*GOAL OF THE EXERCISE*:
Copy the records below word for word. Stop after the line that contains "use crate::error::Result;".

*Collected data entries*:

"""

//! On-disk navmesh dataset format.
//!
//! Produced by the offline GeoJSON baking tool. All fields are
//! positionally aligned:
//!
//! - `index[i]` -- `[lat, lon]` of vertex `i`
//! - `adjacent[i]` -- neighbor vertex ids of vertex `i`
//! - `clearance[i]` -- clearance values aligned with `adjacent[i]`
//! - `routeIndex[i][j]` -- signed index into `routeData` for the edge
//!   from vertex `i` to its `j`-th neighbor; the sign encodes direction
//!   and the magnitude the table slot, so the per-edge sample table is
//!   not duplicated per direction
//!
//! Every field is optional at the serde level so a partially baked
//! dataset still parses; [`MeshDataset::validate`] reports what is
//! missing or misaligned and the database decides how much of the load
//! can proceed.

use std::fs;
use std::path::Path;

use serde::{Deserialize, Serialize};

use crate::error::Result;

/// Raw navmesh dataset, straight from JSON.
#[derive(Debug, Clone, Default, Serialize, Deserialize)]
pub struct MeshDataset {
    /// Vertex coordinates as `[lat, lon]`; position = vertex id.
    #[serde(default)]
    pub index: Vec<[f64; 2]>,

    /// Adjacency lists, positionally aligned with `index`.
    #[serde(default)]
    pub adjacent: Vec<Vec<u32>>,

    /// Per-neighbor clearance, positionally aligned with `adjacent`.
    #[serde(default)]
    pub clearance: Vec<Vec<f64>>,

    /// Signed per-(vertex, neighbor-position) indices into `route_data`.
    #[serde(default, rename = "routeIndex")]
    pub route_index: Vec<Vec<i32>>,

    /// Flat clearance-sample table shared by both edge directions.
    #[serde(default, rename = "routeData")]
    pub route_data: Vec<f64>,
}

impl MeshDataset {
    /// Parse a dataset from a JSON string.
    pub fn from_json(data: &str) -> Result<Self> {
        Ok(serde_json::from_str(data)?)
    }

    /// Load a dataset from a JSON file.
    ///
    /// A missing file is the one unrecoverable startup error in this
    /// crate; malformed *content* inside an existing file degrades to
    /// partial data instead.
    pub fn from_file(path: impl AsRef<Path>) -> Result<Self> {
        let data = fs::read_to_string(path)?;
        Self::from_json(&data)
    }

    /// Structural problems with the dataset, one message each.
    ///
    /// Empty result means the dataset is complete. Problems are never
    /// fatal here; the database logs them and loads what it can.
    pub fn validate(&self) -> Vec<String> {
        let mut problems = Vec::new();

        if self.index.is_empty() {
            problems.push("dataset has no `index` field or it is empty".to_string());
        }
        if self.adjacent.is_empty() {
            problems.push("dataset has no `adjacent` field or it is empty".to_string());
        }
        if !self.adjacent.is_empty() && self.adjacent.len() != self.index.len() {
            problems.push(format!(
                "`adjacent` has {} entries but `index` has {}",
                self.adjacent.len(),
                self.index.len()
            ));
        }
        if !self.clearance.is_empty() && self.clearance.len() != self.index.len() {
            problems.push(format!(
                "`clearance` has {} entries but `index` has {}",
                self.clearance.len(),
                self.index.len()
            ));
        }
        if self.route_index.is_empty() || self.route_data.is_empty() {
            problems.push("edge clearance tables (`routeIndex`/`routeData`) are missing".to_string());
        }

        problems
    }

    /// True when the fields required for pathfinding are present.
    pub fn is_routable(&self) -> bool {
        !self.index.is_empty() && !self.adjacent.is_empty()
    }
}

"""

*RESULT BELOW*:
//! On-disk navmesh dataset format.
//!
//! Produced by the offline GeoJSON baking tool. All fields are
//! positionally aligned:
//!
//! - `index[i]` -- `[lat, lon]` of vertex `i`
//! - `adjacent[i]` -- neighbor vertex ids of vertex `i`
//! - `clearance[i]` -- clearance values aligned with `adjacent[i]`
//! - `routeIndex[i][j]` -- signed index into `routeData` for the edge
//!   from vertex `i` to its `j`-th neighbor; the sign encodes direction
//!   and the magnitude the table slot, so the per-edge sample table is
//!   not duplicated per direction
//!
//! Every field is optional at the serde level so a partially baked
//! dataset still parses; [`MeshDataset::validate`] reports what is
//! missing or misaligned and the database decides how much of the load
//! can proceed.

use std::fs;
use std::path::Path;

use serde::{Deserialize, Serialize};

use crate::error::Result;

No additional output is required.